The same integration, however, would increase the consequences of a major data breach or system failure. A more intelligent government therefore requires stronger cybersecurity, audit mechanisms, access controls, privacy protections and rules governing how information is shared across institutions. AI policy cannot be separated from institutional governance because the usefulness of advanced analytical systems depends on the integrity of the data and controls surrounding them.
There is also a risk that government could fall into what amounts to an AI procurement trap purchasing sophisticated systems before addressing the organisational weaknesses that limit their usefulness. Technology cannot by itself repair inconsistent data standards, poorly designed workflows or institutions that are unable to exchange information effectively. An advanced AI platform layered over an inefficient bureaucracy could therefore become an expensive technological addition without materially changing how the state operates.

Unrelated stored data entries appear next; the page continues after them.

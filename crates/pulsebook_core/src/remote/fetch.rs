//! Per-request fetch lifecycle state.

use std::fmt::Display;

/// Render state of one remote request: loading, error or success.
#[derive(Debug, Clone, PartialEq)]
pub enum FetchState<T> {
    /// Request in flight; render a placeholder.
    Loading,
    /// Request failed; the message is for diagnostics, views render a
    /// generic error text.
    Failed(String),
    /// Payload ready.
    Ready(T),
}

impl<T> FetchState<T> {
    /// Folds a finished request into its terminal state.
    pub fn from_result<E: Display>(result: Result<T, E>) -> Self {
        match result {
            Ok(payload) => Self::Ready(payload),
            Err(err) => Self::Failed(err.to_string()),
        }
    }

    pub fn is_loading(&self) -> bool {
        matches!(self, Self::Loading)
    }

    pub fn is_failed(&self) -> bool {
        matches!(self, Self::Failed(_))
    }

    pub fn is_ready(&self) -> bool {
        matches!(self, Self::Ready(_))
    }

    /// Payload when ready.
    pub fn ready(&self) -> Option<&T> {
        match self {
            Self::Ready(payload) => Some(payload),
            _ => None,
        }
    }
}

A more productive approach would begin with clearly defined government problems and then determine whether AI can solve them. Tax compliance, customs risk assessment, procurement monitoring, fraud detection and public-service automation offer possible starting points because their impact can potentially be measured in financial or operational terms. The key question should therefore not be how much AI government has deployed, but what specific outcomes the technology has improved.
That would require government to establish performance indicators capable of measuring the return on public investment in AI. Additional revenue collected, procurement losses prevented, working hours saved, faster processing times and reductions in the cost of delivering public services could all provide more useful measures of success than the number of platforms purchased. Such metrics would also be important in a fiscally constrained environment where every cedi spent on technology competes with other public priorities.

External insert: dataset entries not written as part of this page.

//! Contact schema validation.
//!
//! # Responsibility
//! - Map a raw form draft to a validated, normalized contact record.
//! - Accumulate one human-readable message per failing field.
//!
//! # Invariants
//! - All fields are checked on every run; errors accumulate across fields
//!   but each field keeps only its first failing rule.
//! - A draft that validates cleanly always yields a schema-conforming
//!   record.

use crate::model::contact::{Contact, ContactId, ContactStatus};
use once_cell::sync::Lazy;
use regex::Regex;
use std::collections::BTreeMap;

/// Field key for `name` in error maps.
pub const FIELD_NAME: &str = "name";
/// Field key for `email` in error maps.
pub const FIELD_EMAIL: &str = "email";
/// Field key for `phone` in error maps.
pub const FIELD_PHONE: &str = "phone";
/// Field key for `address` in error maps.
pub const FIELD_ADDRESS: &str = "address";
/// Field key for `status` in error maps.
pub const FIELD_STATUS: &str = "status";

const NAME_MIN_CHARS: usize = 2;
const NAME_MAX_CHARS: usize = 50;
const EMAIL_MAX_CHARS: usize = 100;
const ADDRESS_MAX_CHARS: usize = 255;

static EMAIL_RE: Lazy<Regex> = Lazy::new(|| {
    Regex::new(r"^[A-Za-z0-9._%+-]+@[A-Za-z0-9-]+(\.[A-Za-z0-9-]+)*\.[A-Za-z]{2,}$")
        .expect("valid email regex")
});
static PHONE_RE: Lazy<Regex> =
    Lazy::new(|| Regex::new(r"^[0-9]{8,10}$").expect("valid phone regex"));

/// Mapping from field key to the first human-readable error for it.
///
/// `BTreeMap` keeps rendering order deterministic.
pub type FieldErrors = BTreeMap<&'static str, String>;

/// Raw form input, exactly as collected from the user.
///
/// Every field is a plain string; typing and normalization happen in
/// [`validate_contact`].
#[derive(Debug, Clone, PartialEq, Eq)]
pub struct ContactDraft {
    pub name: String,
    pub email: String,
    pub phone: String,
    /// Blank input means "no address".
    pub address: String,
    pub status: String,
}

impl Default for ContactDraft {
    /// Empty draft with the form's default status preselected.
    fn default() -> Self {
        Self {
            name: String::new(),
            email: String::new(),
            phone: String::new(),
            address: String::new(),
            status: ContactStatus::Active.as_str().to_string(),
        }
    }
}

/// Schema-conforming contact data, without an identity yet.
///
/// Produced only by [`validate_contact`]; pair it with an id via
/// [`ValidatedContact::into_contact`] or
/// [`ValidatedContact::into_contact_with_id`].
#[derive(Debug, Clone, PartialEq, Eq)]
pub struct ValidatedContact {
    pub name: String,
    pub email: String,
    pub phone: String,
    pub address: Option<String>,
    pub status: ContactStatus,
}

impl ValidatedContact {
    /// Builds a new contact with a freshly generated id.
    pub fn into_contact(self) -> Contact {
        Contact::new(self.name, self.email, self.phone, self.address, self.status)
    }

    /// Builds a contact preserving an existing id (edit flow).
    pub fn into_contact_with_id(self, id: ContactId) -> Contact {
        Contact::with_id(id, self.name, self.email, self.phone, self.address, self.status)
    }
}

/// Validates a raw draft against the contact schema.
///
/// Returns the normalized record on success, or a field → message map with
/// every failing field on failure. Lengths are counted in characters, not
/// bytes.
pub fn validate_contact(draft: &ContactDraft) -> Result<ValidatedContact, FieldErrors> {
    let mut errors = FieldErrors::new();

    let name_chars = draft.name.chars().count();
    if draft.name.is_empty() {
        errors.insert(FIELD_NAME, "Name is required".to_string());
    } else if name_chars < NAME_MIN_CHARS {
        errors.insert(
            FIELD_NAME,
            format!("Name must be at least {NAME_MIN_CHARS} characters long"),
        );
    } else if name_chars > NAME_MAX_CHARS {
        errors.insert(
            FIELD_NAME,
            format!("Name cannot exceed {NAME_MAX_CHARS} characters"),
        );
    }

    if draft.email.is_empty() {
        errors.insert(FIELD_EMAIL, "Email is required".to_string());
    } else if !EMAIL_RE.is_match(&draft.email) {
        errors.insert(FIELD_EMAIL, "Invalid email format".to_string());
    } else if draft.email.chars().count() > EMAIL_MAX_CHARS {
        errors.insert(
            FIELD_EMAIL,
            format!("Email cannot exceed {EMAIL_MAX_CHARS} characters"),
        );
    }

    if draft.phone.is_empty() {
        errors.insert(FIELD_PHONE, "Phone number is required".to_string());
    } else if !PHONE_RE.is_match(&draft.phone) {
        errors.insert(
            FIELD_PHONE,
            "Phone number must be 8-10 digits long".to_string(),
        );
    }

    let address = normalize_address(&draft.address);
    if let Some(value) = &address {
        if value.chars().count() > ADDRESS_MAX_CHARS {
            errors.insert(
                FIELD_ADDRESS,
                format!("Address cannot exceed {ADDRESS_MAX_CHARS} characters"),
            );
        }
    }

    let status = if draft.status.is_empty() {
        errors.insert(FIELD_STATUS, "Status is required".to_string());
        None
    } else {
        let parsed = ContactStatus::parse(&draft.status);
        if parsed.is_none() {
            errors.insert(
                FIELD_STATUS,
                "Status must be either \"active\" or \"inactive\"".to_string(),
            );
        }
        parsed
    };

    if !errors.is_empty() {
        return Err(errors);
    }

    Ok(ValidatedContact {
        name: draft.name.clone(),
        email: draft.email.clone(),
        phone: draft.phone.clone(),
        address,
        // Status parse failure inserted an error above, so this is present
        // on every success path.
        status: status.unwrap_or(ContactStatus::Active),
    })
}

fn normalize_address(raw: &str) -> Option<String> {
    if raw.trim().is_empty() {
        None
    } else {
        Some(raw.to_string())
    }
}

#[cfg(test)]
mod tests {
    use super::normalize_address;

    #[test]
    fn blank_address_normalizes_to_none() {
        assert_eq!(normalize_address(""), None);
        assert_eq!(normalize_address("   "), None);
        assert_eq!(normalize_address(" 1 Main St"), Some(" 1 Main St".to_string()));
    }

    #[test]
    fn email_pattern_accepts_subdomains_and_rejects_missing_tld() {
        assert!(super::EMAIL_RE.is_match("jane@mail.example.com"));
        assert!(!super::EMAIL_RE.is_match("jane@example"));
        assert!(!super::EMAIL_RE.is_match("jane example@x.com"));
    }
}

Human oversight would remain essential, particularly where automated assessments influence decisions affecting citizens directly. AI-generated recommendations in areas such as taxation, welfare, procurement, law enforcement or access to public services should not become substitutes for accountable administrative decision-making. Citizens should also retain meaningful avenues to challenge decisions in which automated systems have played a significant role.

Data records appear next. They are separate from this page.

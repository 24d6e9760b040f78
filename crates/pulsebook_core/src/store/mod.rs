//! Contact collection state container.
//!
//! # Responsibility
//! - Hold the ordered in-memory contact collection.
//! - Keep durable storage synchronized with every applied mutation.
//! - Drive view re-renders through subscriber notifications.
//!
//! # Invariants
//! - All mutations are synchronous and run to completion; there is
//!   exactly one writer to durable storage.
//! - Insertion order is preserved across mutations and hydration.

pub mod contact_store;
pub mod subscribers;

Mr Terkper’s intervention ultimately points to a more pragmatic way of measuring Ghana’s AI ambitions. The country does not necessarily need the continent’s largest AI ecosystem to derive significant economic value from the technology; it needs to become effective at applying it to the inefficiencies that already impose costs on the state and the wider economy. That means extracting greater productivity from existing digital infrastructure rather than repeatedly constructing parallel systems.
If implemented effectively, AI could help government collect more revenue, reduce waste, improve service delivery and make public institutions more responsive, but doing so will require interoperable databases, reliable information, strong cybersecurity and rigorous measurement of results. The central challenge is therefore no longer simply whether Ghana should adopt AI, but whether it can embed the technology deeply enough into the machinery of government to generate a measurable economic return. In that sense, Mr Terkper’s call for Ghana to “integrate AI into existing government systems” is ultimately a productivity agenda rather than merely a technology strategy.